Martin Luther

Commenting on Scientology, Inside and Outside the Church

Archive for the month “October, 2013”

A Fine Mess, Part 2

My last post made reference to an excellent post on SaveScientology. Here’s that link again: A fine mess.

The sponsors of SaveScientology are supposedly highly trained Church members in good standing, who are, as yet, anonymous and under the radar. I won’t argue with their choice in this. Whatever works for you. They have the idea that the original trustees/directors of the independent Boards who are supposed to be in charge of Scientology should be encouraged to again take charge and oust David Miscavige. I’d like to make a couple of points about this strategy.

First off, the Marty/Mike (Rathbun/Rinder) strategy has been to flush the crimes of David Miscavige into the open. They’ve done this by giving lots of interviews to the press, and providing “expert” testimony in other people’s litigation. Now Marty’s wife, Monique, is suing the various management entities of the Church for harassment. This last action is probably their most powerful to date. I’ve always considered the “public disclosure” strategy to be of truly questionable value. I’m not sure what they expected to come of it, other than a lot of heat from the press. It directly violates the Code of Scientologist (giving interviews to the press about Scientology), airs our dirty laundry in public, and could backfire in ultimately causing the authorities to dismantle the Church. That outcome strikes me as a sort of “scorched earth” strategy. If, for some reason, the authorities seize Church assets or become custodians of them, the Church as we have known it is truly doomed. Of course, given what we now know of Marty’s intentions, that may just be the point. In any case, aside from Monique’s lawsuit, I’ve never been confident that the “public shaming” strategy would ever gain us anything of value, except to invite government intervention, which would be disastrous.

(The point could reasonably be made that all us bloggers are airing the Church’s dirty laundry. True enough. However, it should be clear that most of us are talking to each other here on the internet. And it’s not quite the same thing as giving interviews to the press. At least, I don’t consider it the same thing.)

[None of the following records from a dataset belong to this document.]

// OPCUA for Rust
// SPDX-License-Identifier: MPL-2.0
// Copyright (C) 2017-2024 Adam Lock

//! Contains the implementation of `Guid`.

use std::{
    fmt,
    io::{Read, Write},
    str::FromStr,
};

use serde::{de::Error, Deserialize, Deserializer, Serialize, Serializer};
use uuid::Uuid;

use crate::encoding::*;

/// A Guid is a 16 byte Globally Unique Identifier.
#[derive(Eq, PartialEq, Clone, Hash)]
pub struct Guid {
    uuid: Uuid,
}

impl Serialize for Guid {
    fn serialize<S>(&self, serializer: S) -> Result<S::Ok, S::Error>
    where
        S: Serializer,
    {
        self.uuid.to_string().serialize(serializer)
    }
}

impl<'de> Deserialize<'de> for Guid {
    fn deserialize<D>(deserializer: D) -> Result<Guid, D::Error>
    where
        D: Deserializer<'de>,
    {
        let s = String::deserialize(deserializer)?;
        let guid = Guid::from_str(&s).map_err(|_| D::Error::custom("Cannot parse uuid"))?;
        Ok(guid)
    }
}

impl fmt::Display for Guid {
    fn fmt(&self, f: &mut fmt::Formatter) -> fmt::Result {
        write!(f, "{}", self.uuid)
    }
}

impl fmt::Debug for Guid {
    fn fmt(&self, f: &mut fmt::Formatter<'_>) -> fmt::Result {
        write!(f, "{}", self.uuid.hyphenated())
    }
}

impl BinaryEncoder<Guid> for Guid {
    fn byte_len(&self) -> usize {
        16
    }

    fn encode<S: Write>(&self, stream: &mut S) -> EncodingResult<usize> {
        let mut size: usize = 0;
        size += process_encode_io_result(stream.write(self.uuid.as_bytes()))?;
        Ok(size)
    }

    fn decode<S: Read>(stream: &mut S, _: &DecodingOptions) -> EncodingResult<Self> {
        let mut bytes = [0u8; 16];
        process_decode_io_result(stream.read_exact(&mut bytes))?;
        Ok(Guid {
            uuid: Uuid::from_bytes(bytes),
        })
    }
}

impl FromStr for Guid {
    type Err = ();

    fn from_str(s: &str) -> Result<Self, Self::Err> {
        Uuid::from_str(s).map(|uuid| Guid { uuid }).map_err(|err| {
            error!("Guid cannot be parsed from string, err = {:?}", err);
        })
    }
}

impl From<Uuid> for Guid {
    fn from(uuid: Uuid) -> Self {
        Self { uuid }
    }
}

impl Default for Guid {
    fn default() -> Self {
        Guid::null()
    }
}

impl Guid {
    /// Return a null guid, i.e. 00000000-0000-0000-0000-000000000000
    pub fn null() -> Guid {
        Guid { uuid: Uuid::nil() }
    }

    /// Creates a random Guid
    pub fn new() -> Guid {
        Guid {
            uuid: Uuid::new_v4(),
        }
    }

    /// Returns the bytes of the Guid
    pub fn as_bytes(&self) -> &[u8; 16] {
        self.uuid.as_bytes()
    }

    // Creates a guid from bytes
    pub fn from_bytes(bytes: [u8; 16]) -> Guid {
        Guid {
            uuid: Uuid::from_bytes(bytes),
        }
    }
}
mod encoding;
mod registry;
mod serde;
mod variant;

use std::cmp::PartialEq;
use std::fmt::Debug;
use std::io::Cursor;

use crate::*;

pub fn serialize_test_and_return<T>(value: T) -> T
where
    T: BinaryEncoder<T> + Debug + PartialEq + Clone,
{
    serialize_test_and_return_expected(value.clone(), value)
}

pub fn serialize_as_stream<T>(value: T) -> Cursor<Vec<u8>>
where
    T: BinaryEncoder<T> + Debug,
{
    // Ask the struct for its byte length
    let byte_len = value.byte_len();
    let mut stream = Cursor::new(vec![0u8; byte_len]);

    // Encode to stream
    let start_pos = stream.position();
    let result = value.encode(&mut stream);
    let end_pos = stream.position();
    assert!(result.is_ok());

    // This ensures the size reported is the same as the byte length impl
    assert_eq!(result.unwrap(), byte_len);

    // Test that the position matches the byte_len
    assert_eq!((end_pos - start_pos) as usize, byte_len);

    let actual = stream.into_inner();
    println!("value = {:?}", value);
    println!("encoded bytes = {:?}", actual);
    Cursor::new(actual)
}

pub fn serialize_test_and_return_expected<T>(value: T, expected_value: T) -> T
where
    T: BinaryEncoder<T> + Debug + PartialEq,
{
    let mut stream = serialize_as_stream(value);

    let decoding_options = DecodingOptions::test();
    let new_value: T = T::decode(&mut stream, &decoding_options).unwrap();
    println!("new value = {:?}", new_value);
    assert_eq!(expected_value, new_value);
    new_value
}

pub fn serialize_test<T>(value: T)
where
    T: BinaryEncoder<T> + Debug + PartialEq + Clone,
{
    let _ = serialize_test_and_return(value);
}

pub fn serialize_test_expected<T>(value: T, expected_value: T)
where
    T: BinaryEncoder<T> + Debug + PartialEq,
{
    let _ = serialize_test_and_return_expected(value, expected_value);
}

pub fn serialize_and_compare<T>(value: T, expected: &[u8])
where
    T: BinaryEncoder<T> + Debug + PartialEq,
{
    // Ask the struct for its byte length
    let byte_len = value.byte_len();
    let mut stream = Cursor::new(vec![0; byte_len]);

    let result = value.encode(&mut stream);
    assert!(result.is_ok());

    let size = result.unwrap();
    assert_eq!(size, expected.len());

    let actual = stream.into_inner();
    assert_eq!(actual, expected);
}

On the other hand, I suspect that the sane ones among us, if polled, would prefer that the Church reform itself from the inside. As I’ve said before, this could have been done decades ago by people like Marty and Mike. It could likewise have been carried out by any number of other high-ranking Church management terminals. And theoretically could still be done. And this appears to be the preferred outcome, as envisioned by the folks at SaveScientology. This would preserve the essential skeleton of Scientology, which could be built back up to the planet-saving entity it once was. The SaveScientology folks even claim to have competent lawyers on retainer to aid in this effort, if need be. As I said before, I would have bet money this couldn’t be done. But just maybe….

If the SaveScientology people can assist in pulling this off successfully, they’re owed Kha Khan status, and our continuing gratitude for some time. I’d certainly support them in this. As I hope you would. At any rate, their strategy and their approach to it gives me hope. Perhaps they just need our postulates added to theirs to pull off the “big win”. It’s the least we can do.

A fine mess…

Recently, someone from the SaveScientology site posted an essay on the current state of the Church of Scientology, Monique Rathbun’s lawsuit, and what might be expected for the future. This essay is well-reasoned, well-organized and devoid of the usual HE&R. The essay is quite long, and the authors also provide very patient, reasoned responses to comments, which responses are also worth reading.

The sponsors of the site are anonymous, but supposedly highly trained members of the Church still in good standing, and backed by a squad of competent lawyers on retainer. Their outlook for the future of the Church is more optimistic than mine. But if they are right and I’m wrong, the outcome will be better than most anyone in the Field could hope for. So I hope they’re right and I am wrong.

In any case, the post is deserving of a good study by everyone in the Field (and the Church, for that matter). It can be read here: A Fine Mess. Highly recommended.